§ Exercise
In which lines of the data does the string "ActivityRecord" appear? Copy every one.

§ Records contained in a dataset

_ _ _

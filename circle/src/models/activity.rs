//! Activity model

use std::fmt;

use chrono::{DateTime, FixedOffset, NaiveDateTime, TimeZone, Timelike, Utc};
use serde::Serialize;

use crate::errors::{CircleError, Result};

/// Pattern of activity ids, which are UTC timestamps
pub const ACTIVITY_ID_FORMAT: &str = "%Y%m%dT%H%M%SZ";

/// A recorded motion event
#[derive(Debug, Clone, PartialEq, Eq, Serialize)]
pub struct Activity {
    /// Backend id, also the event's UTC timestamp
    pub activity_id: String,

    /// When the event happened, in the zone the caller asked in
    pub activity_time: DateTime<FixedOffset>,

    /// Accessory that recorded it
    pub accessory_id: String,
}

impl Activity {
    /// File name for the activity's video, e.g. `20240131T184502-0800.mp4`
    pub fn video_file_name(&self) -> String {
        format!("{}.mp4", self.activity_time.format("%Y%m%dT%H%M%S%z"))
    }
}

impl fmt::Display for Activity {
    fn fmt(&self, f: &mut fmt::Formatter<'_>) -> fmt::Result {
        write!(f, "{} ({})", self.activity_id, self.activity_time)
    }
}

/// Format a point in time as an activity id / page cursor
pub fn format_activity_id<Tz: TimeZone>(time: &DateTime<Tz>) -> String {
    time.with_timezone(&Utc).format(ACTIVITY_ID_FORMAT).to_string()
}

/// Parse an activity id into its UTC timestamp
pub fn parse_activity_id(id: &str) -> Result<DateTime<Utc>> {
    NaiveDateTime::parse_from_str(id, ACTIVITY_ID_FORMAT)
        .map(|naive| naive.and_utc())
        .map_err(|_| CircleError::InvalidActivityId(id.to_string()))
}

/// Drop seconds and sub-seconds
pub fn truncate_to_minute(time: DateTime<Utc>) -> DateTime<Utc> {
    time.with_nanosecond(0)
        .and_then(|t| t.with_second(0))
        .unwrap_or(time)
}

#[cfg(test)]
mod tests {
    use super::*;

    #[test]
    fn test_parse_activity_id() {
        let time = parse_activity_id("20240131T184502Z").unwrap();
        assert_eq!(time, Utc.with_ymd_and_hms(2024, 1, 31, 18, 45, 2).unwrap());
    }

    #[test]
    fn test_format_converts_to_utc() {
        let pacific = FixedOffset::west_opt(8 * 3600).unwrap();
        let time = pacific.with_ymd_and_hms(2024, 1, 31, 10, 45, 2).unwrap();
        assert_eq!(format_activity_id(&time), "20240131T184502Z");
    }

    #[test]
    fn test_rejects_malformed_ids() {
        for id in ["", "2024-01-31T18:45:02Z", "20240131T184502", "20241331T000000Z"] {
            assert!(
                matches!(parse_activity_id(id), Err(CircleError::InvalidActivityId(_))),
                "{id} should not parse"
            );
        }
    }

    #[test]
    fn test_truncate_to_minute() {
        let time = Utc.with_ymd_and_hms(2024, 1, 31, 18, 45, 59).unwrap();
        assert_eq!(
            truncate_to_minute(time),
            Utc.with_ymd_and_hms(2024, 1, 31, 18, 45, 0).unwrap()
        );
    }

    #[test]
    fn test_video_file_name() {
        let pacific = FixedOffset::west_opt(8 * 3600).unwrap();
        let activity = Activity {
            activity_id: "20240131T184502Z".to_string(),
            activity_time: parse_activity_id("20240131T184502Z")
                .unwrap()
                .with_timezone(&pacific),
            accessory_id: "cam".to_string(),
        };
        assert_eq!(activity.video_file_name(), "20240131T104502-0800.mp4");
        assert_eq!(
            activity.to_string(),
            "20240131T184502Z (2024-01-31 10:45:02 -08:00)"
        );
    }
}
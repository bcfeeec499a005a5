//! Application wiring

pub mod options;
pub mod run;
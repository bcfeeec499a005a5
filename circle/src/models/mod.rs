//! Domain models

pub mod activity;

pub use activity::Activity;
pub use circle_api::models::Accessory;
//! API models

use chrono::{DateTime, Utc};
use serde::{Deserialize, Serialize};

/// Comparison operator the activity listing applies to `startActivityId`
pub const OPERATOR_AT_OR_AFTER: &str = ">=";

/// Account login request
#[derive(Debug, Clone, Serialize, Deserialize)]
pub struct LoginRequest {
    pub email: String,
    pub password: String,
}

/// A camera registered to the account
#[derive(Debug, Clone, PartialEq, Eq, Serialize, Deserialize)]
#[serde(rename_all = "camelCase")]
pub struct Accessory {
    pub name: String,
    pub accessory_id: String,

    /// Host serving live images for this accessory; may be empty
    #[serde(default)]
    pub node_id: String,
}

/// Single-page activity query
#[derive(Debug, Clone, Serialize, Deserialize)]
#[serde(rename_all = "camelCase")]
pub struct ActivitiesPageRequest {
    pub start_activity_id: String,
    pub operator: String,
    pub limit: u32,
}

impl ActivitiesPageRequest {
    /// Request up to `limit` activities whose id is at or after `cursor`
    pub fn at_or_after(cursor: impl Into<String>, limit: u32) -> Self {
        Self {
            start_activity_id: cursor.into(),
            operator: OPERATOR_AT_OR_AFTER.to_string(),
            limit,
        }
    }
}

/// Single-page activity response
#[derive(Debug, Clone, Serialize, Deserialize)]
pub struct ActivitiesPageResponse {
    pub activities: Vec<ActivityRecord>,
}

/// An activity as returned by the listing endpoint
#[derive(Debug, Clone, PartialEq, Serialize, Deserialize)]
#[serde(rename_all = "camelCase")]
pub struct ActivityRecord {
    /// UTC timestamp in `YYYYMMDDTHHMMSSZ` form, doubling as the page cursor
    pub activity_id: String,

    /// Fields this client does not interpret
    #[serde(flatten)]
    pub extra: serde_json::Map<String, serde_json::Value>,
}

/// Session cache file payload
#[derive(Debug, Clone, Serialize, Deserialize)]
pub struct CachedSession {
    pub credential: String,
    #[serde(default)]
    pub expiry: Option<DateTime<Utc>>,
}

_ _ _

§ Answer box
    pub activities: Vec<ActivityRecord>,
pub struct ActivityRecord {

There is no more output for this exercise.